Wiadomo, im cenniejszy samochód, tym większe prawdopodobieństwo, że pewnego dnia może zniknąć. Jak utrudnić złodziejowi zadanie? - Najprostszym zabezpieczeniem jest ukryty gdzieś wyłącznik, urządzenie, które nie jest homologowane, nie występują często na rynku. Złodzieje mają z tym problemy, bo wtedy takie zabezpieczenie montuje się indywidualnie pod dany samochód, pod danego klienta - radzi Sylwester Sobczak, auto-elektryk. Wtedy tylko klient zna metodę wyłączenia tego zabezpieczenia. - Dość banalnym, a skutecznym zabezpieczeniem jest schowanie gniazdka diagnostycznego, które uniemożliwia bezpośrednie połączenie samochodu z różnymi testerami, które rozblokowują takie zabezpieczenia – dodaje fachowiec.

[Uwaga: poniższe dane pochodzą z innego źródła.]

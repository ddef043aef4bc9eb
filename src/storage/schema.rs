use anyhow::Result;
use sqlx::{
    sqlite::{SqliteConnectOptions, SqlitePoolOptions},
    SqlitePool,
};
use std::str::FromStr;
use std::time::Duration;

use super::types::DatabaseError;

// ============================================================================
// Database
// ============================================================================

#[derive(Clone)]
pub struct Database {
    pub(crate) pool: SqlitePool,
}

impl Database {
    /// Open a database connection and run migrations
    ///
    /// # Errors
    ///
    /// Returns `DatabaseError::InstanceLocked` if another instance of
    /// millrace has the database locked (SQLITE_BUSY, SQLITE_LOCKED,
    /// SQLITE_CANTOPEN). Returns `DatabaseError::Other` for other database
    /// errors.
    pub async fn open(path: &str) -> Result<Self, DatabaseError> {
        let url = format!("sqlite:{}?mode=rwc", path);

        // The database holds account credentials, so the file must never be
        // world-readable. Permissions are fixed before pool creation; a new
        // file is pre-created with mode 0600 so there is no window where it
        // exists with default umask permissions.
        #[cfg(unix)]
        if path != ":memory:" {
            use std::os::unix::fs::PermissionsExt;
            let db_path = std::path::Path::new(path);
            if db_path.exists() {
                let perms = std::fs::Permissions::from_mode(0o600);
                if let Err(e) = std::fs::set_permissions(path, perms) {
                    tracing::warn!(path = %path, error = %e, "failed to set database file permissions");
                }
            } else if let Some(parent) = db_path.parent() {
                if parent.exists() {
                    use std::os::unix::fs::OpenOptionsExt;
                    let _file = std::fs::OpenOptions::new()
                        .write(true)
                        .create_new(true)
                        .mode(0o600)
                        .open(db_path)
                        .ok(); // If creation fails, SQLite reports the error at connect_with.
                }
            }
        }

        // busy_timeout=5000: SQLite waits up to 5 seconds for locks to
        // release before returning SQLITE_BUSY, which absorbs transient
        // contention between concurrent feed fetches. Setting it via
        // pragma() makes every pooled connection inherit it.
        let options = SqliteConnectOptions::from_str(&url)
            .map_err(DatabaseError::from_sqlx)?
            .pragma("busy_timeout", "5000");
        // SQLite is single-writer; 5 connections covers the concurrent
        // readers a sync pass produces (parallel fetches + list queries).
        let pool = SqlitePoolOptions::new()
            .max_connections(5)
            .acquire_timeout(Duration::from_secs(10))
            .connect_with(options)
            .await
            .map_err(DatabaseError::from_sqlx)?;
        let db = Self { pool };
        db.migrate().await.map_err(|e| {
            // Migration errors could also be lock-related
            let error_string = e.to_string().to_lowercase();
            if error_string.contains("database is locked")
                || error_string.contains("database table is locked")
                || error_string.contains("sqlite_busy")
                || error_string.contains("sqlite_locked")
            {
                DatabaseError::InstanceLocked
            } else {
                DatabaseError::Migration(e.to_string())
            }
        })?;
        Ok(db)
    }

    /// Run database migrations atomically within a transaction.
    ///
    /// All schema changes are wrapped in a single transaction: if any step
    /// fails the database is left in its previous consistent state. SQLite
    /// supports DDL inside transactions, and every statement uses
    /// `IF NOT EXISTS`, so re-running on an existing database is a no-op.
    async fn migrate(&self) -> Result<()> {
        // Per-connection settings, outside the transaction
        sqlx::query("PRAGMA foreign_keys = ON")
            .execute(&self.pool)
            .await?;
        sqlx::query("PRAGMA busy_timeout = 5000")
            .execute(&self.pool)
            .await?;

        let mut tx = self.pool.begin().await?;

        sqlx::query(
            r#"
            CREATE TABLE IF NOT EXISTS accounts (
                id INTEGER PRIMARY KEY,
                name TEXT NOT NULL,
                kind TEXT NOT NULL,
                url TEXT,
                login TEXT,
                password TEXT,
                token TEXT,
                write_token TEXT,
                last_modified INTEGER NOT NULL DEFAULT 0
            )
        "#,
        )
        .execute(&mut *tx)
        .await?;

        sqlx::query(
            r#"
            CREATE TABLE IF NOT EXISTS folders (
                id INTEGER PRIMARY KEY,
                name TEXT NOT NULL,
                remote_id TEXT,
                account_id INTEGER NOT NULL REFERENCES accounts(id) ON DELETE CASCADE
            )
        "#,
        )
        .execute(&mut *tx)
        .await?;

        sqlx::query(
            r#"
            CREATE TABLE IF NOT EXISTS feeds (
                id INTEGER PRIMARY KEY,
                name TEXT NOT NULL,
                url TEXT,
                site_url TEXT,
                remote_id TEXT,
                folder_id INTEGER REFERENCES folders(id) ON DELETE SET NULL,
                account_id INTEGER NOT NULL REFERENCES accounts(id) ON DELETE CASCADE,
                etag TEXT,
                last_modified TEXT,
                error TEXT,
                failure_count INTEGER NOT NULL DEFAULT 0
            )
        "#,
        )
        .execute(&mut *tx)
        .await?;

        sqlx::query(
            r#"
            CREATE TABLE IF NOT EXISTS items (
                id INTEGER PRIMARY KEY,
                remote_id TEXT NOT NULL,
                feed_id INTEGER NOT NULL REFERENCES feeds(id) ON DELETE CASCADE,
                title TEXT NOT NULL,
                author TEXT,
                content TEXT,
                link TEXT,
                pub_date INTEGER NOT NULL,
                read INTEGER NOT NULL DEFAULT 0,
                starred INTEGER NOT NULL DEFAULT 0,
                read_changed INTEGER NOT NULL DEFAULT 0,
                starred_changed INTEGER NOT NULL DEFAULT 0,
                UNIQUE(feed_id, remote_id)
            )
        "#,
        )
        .execute(&mut *tx)
        .await?;

        // Read/starred state for backends that report state per remote id
        // rather than inline on items (Fever). Joined into the item list
        // projection for such accounts.
        sqlx::query(
            r#"
            CREATE TABLE IF NOT EXISTS item_states (
                id INTEGER PRIMARY KEY,
                remote_id TEXT NOT NULL,
                account_id INTEGER NOT NULL REFERENCES accounts(id) ON DELETE CASCADE,
                read INTEGER NOT NULL DEFAULT 0,
                starred INTEGER NOT NULL DEFAULT 0,
                UNIQUE(remote_id, account_id)
            )
        "#,
        )
        .execute(&mut *tx)
        .await?;

        // Remote catalogs upsert on (account_id, remote_id). Multiple NULL
        // remote_ids per account are fine for locally created rows.
        sqlx::query(
            "CREATE UNIQUE INDEX IF NOT EXISTS idx_folders_account_remote ON folders(account_id, remote_id)",
        )
        .execute(&mut *tx)
        .await?;
        sqlx::query(
            "CREATE UNIQUE INDEX IF NOT EXISTS idx_feeds_account_remote ON feeds(account_id, remote_id)",
        )
        .execute(&mut *tx)
        .await?;
        sqlx::query("CREATE INDEX IF NOT EXISTS idx_feeds_account ON feeds(account_id)")
            .execute(&mut *tx)
            .await?;

        sqlx::query("CREATE INDEX IF NOT EXISTS idx_items_feed ON items(feed_id)")
            .execute(&mut *tx)
            .await?;
        // Item lists always sort on pub_date
        sqlx::query("CREATE INDEX IF NOT EXISTS idx_items_pub_date ON items(pub_date DESC)")
            .execute(&mut *tx)
            .await?;
        // State rebuild and flag reconciliation look items up by remote id
        sqlx::query("CREATE INDEX IF NOT EXISTS idx_items_remote ON items(remote_id)")
            .execute(&mut *tx)
            .await?;
        // Composite index for unread count aggregation in list_feeds()
        sqlx::query("CREATE INDEX IF NOT EXISTS idx_items_feed_read ON items(feed_id, read)")
            .execute(&mut *tx)
            .await?;
        // Partial index over items with unpushed state changes; the push
        // phase of every remote sync scans these.
        sqlx::query(
            "CREATE INDEX IF NOT EXISTS idx_items_pending ON items(feed_id) WHERE read_changed = 1 OR starred_changed = 1",
        )
        .execute(&mut *tx)
        .await?;

        tx.commit().await?;

        Ok(())
    }
}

Według Sylwestra Sobczaka jest wiele sposobów, że utrudnić złodziejom zadanie.
Do tego dodać można jeszcze całą masę alarmów z homologacją czy układy blokujące skrzynię biegów. Ceny takich usług wahają się od 150 zł do tysiąca złotych, w zależności od auta. Takie zabezpieczenie jeśli nie uniemożliwi kradzieży, to przynajmniej ja utrudni. A bywa i tak, że sami ułatwiamy przestępcy sprawę, bo często to okazja czyni złodzieja. - Jeżeli samochód jest pozostawiony gdzieś na dłuższy okres, poprośmy inne osoby, by sprawdziły, czy auto stoi tam, gdzie powinno, bo chodzi tu też o szybkość działania policji – radzi rzeczniczka kaliskiej policji.
Pamiętajmy, że dla profesjonalnego złodzieja nie ma samochodu, którego nie da się ukraść. Są tylko auta, które ukraść jest nieco trudniej niż inne. Jeśli nie mamy zatem wykupionego AC, warto może się nad tym zastanowić.